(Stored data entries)

__________

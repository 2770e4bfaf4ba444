//! Exact resource quantities.
//!
//! Parses Kubernetes resource values (`"50m"`, `"0.05"`, `"500Mi"`, `"1e3"`)
//! into an exact rational value. Quantities written with different suffixes
//! can then be added and multiplied without any floating-point rounding.

use num_rational::Ratio;
use num_traits::{CheckedAdd, CheckedMul, Zero};
use regex::Regex;
use serde::{Serialize, Serializer};
use std::cmp::Ordering;
use std::fmt;
use std::hash::{Hash, Hasher};
use std::num::{IntErrorKind, ParseIntError};
use std::str::FromStr;
use std::sync::LazyLock;
use thiserror::Error;

// ============================================================================
// Errors
// ============================================================================

/// Errors produced while parsing or combining quantities.
#[derive(Debug, Clone, PartialEq, Eq, Error)]
pub enum QuantityError {
    /// The text is not `<number><optional suffix>`.
    #[error("malformed quantity {0:?}")]
    Malformed(String),

    /// The exact value no longer fits the internal representation.
    #[error("quantity arithmetic overflowed")]
    Overflow,
}

// ============================================================================
// Scales and formats
// ============================================================================

/// Decimal scales, named after their SI suffix.
#[derive(Debug, Clone, Copy, PartialEq, Eq, Hash, Default)]
pub enum Scale {
    Nano,
    Micro,
    Milli,
    #[default]
    Unit,
    Kilo,
    Mega,
    Giga,
    Tera,
    Peta,
    Exa,
}

impl Scale {
    /// All scales from largest to smallest.
    pub const DESCENDING: [Scale; 10] = [
        Scale::Exa,
        Scale::Peta,
        Scale::Tera,
        Scale::Giga,
        Scale::Mega,
        Scale::Kilo,
        Scale::Unit,
        Scale::Milli,
        Scale::Micro,
        Scale::Nano,
    ];

    /// Power of ten this scale stands for.
    pub fn exponent(self) -> i32 {
        match self {
            Self::Nano => -9,
            Self::Micro => -6,
            Self::Milli => -3,
            Self::Unit => 0,
            Self::Kilo => 3,
            Self::Mega => 6,
            Self::Giga => 9,
            Self::Tera => 12,
            Self::Peta => 15,
            Self::Exa => 18,
        }
    }

    /// SI suffix used when writing a quantity at this scale.
    pub fn suffix(self) -> &'static str {
        match self {
            Self::Nano => "n",
            Self::Micro => "u",
            Self::Milli => "m",
            Self::Unit => "",
            Self::Kilo => "k",
            Self::Mega => "M",
            Self::Giga => "G",
            Self::Tera => "T",
            Self::Peta => "P",
            Self::Exa => "E",
        }
    }

    /// Parse a scale from its SI suffix (`""` is the unit scale).
    pub fn from_suffix(suffix: &str) -> Option<Self> {
        Self::DESCENDING.into_iter().find(|s| s.suffix() == suffix)
    }
}

/// How a quantity was written, which decides how it is written back.
#[derive(Debug, Clone, Copy, PartialEq, Eq, Hash, Default, Serialize)]
pub enum QuantityFormat {
    /// `n`, `u`, `m`, `k`, `M`, `G`, `T`, `P`, `E` or no suffix.
    #[default]
    DecimalSI,
    /// `Ki`, `Mi`, `Gi`, `Ti`, `Pi`, `Ei`.
    BinarySI,
    /// `1e3`, `5E-3`.
    DecimalExponent,
}

/// Binary suffixes and the power of two they stand for.
const BINARY_SUFFIXES: [(&str, u32); 6] = [
    ("Ki", 10),
    ("Mi", 20),
    ("Gi", 30),
    ("Ti", 40),
    ("Pi", 50),
    ("Ei", 60),
];

/// Largest accepted magnitude for a `e<int>` exponent suffix.
const MAX_EXPONENT: u32 = 30;

/// Sign, mantissa and optional suffix. The exponent alternative comes first so
/// that `1E3` is an exponent while a bare `1E` is exa.
static QUANTITY_REGEX: LazyLock<Regex> = LazyLock::new(|| {
    Regex::new(r"^([+-])?([0-9]+\.?[0-9]*|\.[0-9]+)([eE][+-]?[0-9]+|[KMGTPE]i|[numkMGTPE])?$").unwrap()
});

// ============================================================================
// Quantity
// ============================================================================

/// An exact amount of some resource, e.g. CPU cores or memory bytes.
///
/// The value is kept as a reduced fraction, so `"10m"` plus `"1"` is exactly
/// `"1.01"`. Equality, ordering and hashing look at the value only; the
/// format remembered from parsing only affects how the quantity is printed.
#[derive(Debug, Clone, Default)]
pub struct Quantity {
    value: Ratio<i128>,
    format: QuantityFormat,
}

impl Quantity {
    /// The zero quantity.
    pub fn zero() -> Self {
        Self::default()
    }

    /// A whole number of base units (cores, bytes, ...).
    pub fn from_integer(value: i64) -> Self {
        Self {
            value: Ratio::from_integer(i128::from(value)),
            format: QuantityFormat::DecimalSI,
        }
    }

    /// Parse a quantity string.
    ///
    /// # Examples
    /// - "50m" -> 0.05
    /// - "1.5" -> 1.5
    /// - "500Mi" -> 524288000
    /// - "1e3" -> 1000
    pub fn parse(text: &str) -> Result<Self, QuantityError> {
        let malformed = || QuantityError::Malformed(text.to_string());

        let caps = QUANTITY_REGEX.captures(text.trim()).ok_or_else(malformed)?;
        let negative = caps.get(1).is_some_and(|m| m.as_str() == "-");
        let number = caps.get(2).ok_or_else(malformed)?.as_str();
        let suffix = caps.get(3).map_or("", |m| m.as_str());

        let mantissa = parse_mantissa(number).map_err(|e| match e {
            QuantityError::Malformed(_) => malformed(),
            overflow => overflow,
        })?;
        let (multiplier, format) = suffix_multiplier(suffix).ok_or_else(malformed)?;
        let value = mantissa
            .checked_mul(&multiplier)
            .ok_or(QuantityError::Overflow)?;

        Ok(Self {
            value: if negative { -value } else { value },
            format,
        })
    }

    /// The format this quantity is printed in.
    pub fn format(&self) -> QuantityFormat {
        self.format
    }

    /// Check whether the value is zero.
    pub fn is_zero(&self) -> bool {
        self.value.is_zero()
    }

    /// Exact sum of two quantities. The result keeps this quantity's format.
    pub fn checked_add(&self, other: &Quantity) -> Result<Quantity, QuantityError> {
        let value = self
            .value
            .checked_add(&other.value)
            .ok_or(QuantityError::Overflow)?;
        Ok(Self {
            value,
            format: self.format,
        })
    }

    /// Exact product with a non-negative integer, computed as one
    /// multiplication. A factor of zero yields zero.
    pub fn multiply_by_factor(&self, factor: u64) -> Result<Quantity, QuantityError> {
        let value = self
            .value
            .checked_mul(&Ratio::from_integer(i128::from(factor)))
            .ok_or(QuantityError::Overflow)?;
        Ok(Self {
            value,
            format: self.format,
        })
    }

    /// The value expressed in `scale` units, rounded up.
    ///
    /// Only meant for display; saturates instead of failing on overflow.
    ///
    /// # Examples
    /// - "500Mi" at Mega -> 525
    /// - "1.01" at Milli -> 1010
    pub fn scaled_value(&self, scale: Scale) -> i128 {
        let numer = *self.value.numer();
        let denom = *self.value.denom();
        let exponent = scale.exponent();
        let power = 10i128.pow(exponent.unsigned_abs());

        if exponent >= 0 {
            match denom.checked_mul(power) {
                Some(divisor) => ceil_div(numer, divisor),
                // |numer| < divisor, so the quotient lies in (-1, 1).
                None => i128::from(numer > 0),
            }
        } else {
            match numer.checked_mul(power) {
                Some(scaled) => ceil_div(scaled, denom),
                None if numer > 0 => i128::MAX,
                None => i128::MIN,
            }
        }
    }

    /// The value in thousandths of a unit, rounded up.
    pub fn milli_value(&self) -> i128 {
        self.scaled_value(Scale::Milli)
    }

    /// Largest binary suffix giving an integral mantissa.
    fn binary_form(&self) -> Option<(i128, &'static str)> {
        if !self.value.is_integer() {
            return None;
        }
        let whole = self.value.to_integer();
        BINARY_SUFFIXES.iter().rev().find_map(|&(suffix, power)| {
            let unit = 1i128 << power;
            (whole % unit == 0).then(|| (whole / unit, suffix))
        })
    }

    /// Largest decimal scale giving an integral mantissa.
    fn decimal_form(&self) -> Option<(i128, Scale)> {
        Scale::DESCENDING.into_iter().find_map(|scale| {
            let factor = pow10(-scale.exponent()).ok()?;
            let rescaled = self.value.checked_mul(&factor)?;
            rescaled
                .is_integer()
                .then(|| (rescaled.to_integer(), scale))
        })
    }

    /// Plain decimal text for values finer than a nano unit.
    ///
    /// Denominators only hold factors 2 and 5, so some `10^k` with
    /// `k <= 38` is a multiple of them and the expansion is exact.
    fn plain_decimal(&self) -> String {
        let numer = *self.value.numer();
        let denom = *self.value.denom();
        let digits = (0..=38u32)
            .find(|&k| 10i128.pow(k) % denom == 0)
            .unwrap_or(38);

        let sign = if numer < 0 { "-" } else { "" };
        let whole = (numer / denom).unsigned_abs();
        // remainder < denom, so the scaled remainder stays below 10^digits
        let fraction = (numer % denom).unsigned_abs() * (10u128.pow(digits) / denom.unsigned_abs());
        let fraction = format!("{:0width$}", fraction, width = digits as usize);
        let fraction = fraction.trim_end_matches('0');

        if fraction.is_empty() {
            format!("{sign}{whole}")
        } else {
            format!("{sign}{whole}.{fraction}")
        }
    }
}

/// Parse the digits of a mantissa such as `12`, `1.5`, `.5` or `5.`.
///
/// The whole and fractional parts are read separately, so a long fraction
/// only overflows when its significant digits do.
fn parse_mantissa(number: &str) -> Result<Ratio<i128>, QuantityError> {
    let (whole, fraction) = number.split_once('.').unwrap_or((number, ""));
    let fraction = fraction.trim_end_matches('0');

    let whole = Ratio::from_integer(parse_digits(whole)?);
    if fraction.is_empty() {
        return Ok(whole);
    }
    let places = i32::try_from(fraction.len()).map_err(|_| QuantityError::Overflow)?;
    let fraction = Ratio::from_integer(parse_digits(fraction)?)
        .checked_mul(&pow10(-places)?)
        .ok_or(QuantityError::Overflow)?;
    whole.checked_add(&fraction).ok_or(QuantityError::Overflow)
}

/// ASCII digits as an integer; an empty string is zero.
fn parse_digits(digits: &str) -> Result<i128, QuantityError> {
    if digits.is_empty() {
        return Ok(0);
    }
    digits.parse().map_err(|e: ParseIntError| match e.kind() {
        IntErrorKind::PosOverflow | IntErrorKind::NegOverflow => QuantityError::Overflow,
        _ => QuantityError::Malformed(digits.to_string()),
    })
}

/// Multiplier and format for a suffix, or `None` for an unknown suffix.
fn suffix_multiplier(suffix: &str) -> Option<(Ratio<i128>, QuantityFormat)> {
    if let Some(exponent) = suffix.strip_prefix(['e', 'E'])
        && !exponent.is_empty()
    {
        let exponent: i32 = exponent.parse().ok()?;
        if exponent.unsigned_abs() > MAX_EXPONENT {
            return None;
        }
        return Some((pow10(exponent).ok()?, QuantityFormat::DecimalExponent));
    }

    if let Some(&(_, power)) = BINARY_SUFFIXES.iter().find(|(s, _)| *s == suffix) {
        return Some((Ratio::from_integer(1i128 << power), QuantityFormat::BinarySI));
    }

    let scale = Scale::from_suffix(suffix)?;
    Some((pow10(scale.exponent()).ok()?, QuantityFormat::DecimalSI))
}

/// `10^exponent` as an exact fraction.
fn pow10(exponent: i32) -> Result<Ratio<i128>, QuantityError> {
    let power = 10i128
        .checked_pow(exponent.unsigned_abs())
        .ok_or(QuantityError::Overflow)?;
    if exponent >= 0 {
        Ok(Ratio::from_integer(power))
    } else {
        Ok(Ratio::new(1, power))
    }
}

/// Integer division rounding towards positive infinity.
fn ceil_div(numer: i128, denom: i128) -> i128 {
    let quotient = numer / denom;
    if numer % denom > 0 {
        quotient + 1
    } else {
        quotient
    }
}

// ============================================================================
// Trait impls
// ============================================================================

impl FromStr for Quantity {
    type Err = QuantityError;

    fn from_str(s: &str) -> Result<Self, Self::Err> {
        Self::parse(s)
    }
}

impl PartialEq for Quantity {
    fn eq(&self, other: &Self) -> bool {
        self.value == other.value
    }
}

impl Eq for Quantity {}

impl PartialOrd for Quantity {
    fn partial_cmp(&self, other: &Self) -> Option<Ordering> {
        Some(self.cmp(other))
    }
}

impl Ord for Quantity {
    fn cmp(&self, other: &Self) -> Ordering {
        self.value.cmp(&other.value)
    }
}

impl Hash for Quantity {
    fn hash<H: Hasher>(&self, state: &mut H) {
        self.value.hash(state);
    }
}

impl fmt::Display for Quantity {
    fn fmt(&self, f: &mut fmt::Formatter<'_>) -> fmt::Result {
        if self.value.is_zero() {
            return f.write_str("0");
        }

        if self.format == QuantityFormat::BinarySI
            && let Some((mantissa, suffix)) = self.binary_form()
        {
            return write!(f, "{mantissa}{suffix}");
        }

        match self.decimal_form() {
            Some((mantissa, scale)) if self.format == QuantityFormat::DecimalExponent => {
                match scale.exponent() {
                    0 => write!(f, "{mantissa}"),
                    exponent => write!(f, "{mantissa}e{exponent}"),
                }
            }
            Some((mantissa, scale)) => write!(f, "{mantissa}{}", scale.suffix()),
            None => f.write_str(&self.plain_decimal()),
        }
    }
}

impl Serialize for Quantity {
    fn serialize<S: Serializer>(&self, serializer: S) -> Result<S::Ok, S::Error> {
        serializer.collect_str(self)
    }
}

// ============================================================================
// Tests
// ============================================================================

__________

> **About this task**
Among the lines of the data, identify those with the word "Peta". Copy each of them.

> **Response to this task**
    Peta,
        Scale::Peta,
            Self::Peta => 15,
            Self::Peta => "P",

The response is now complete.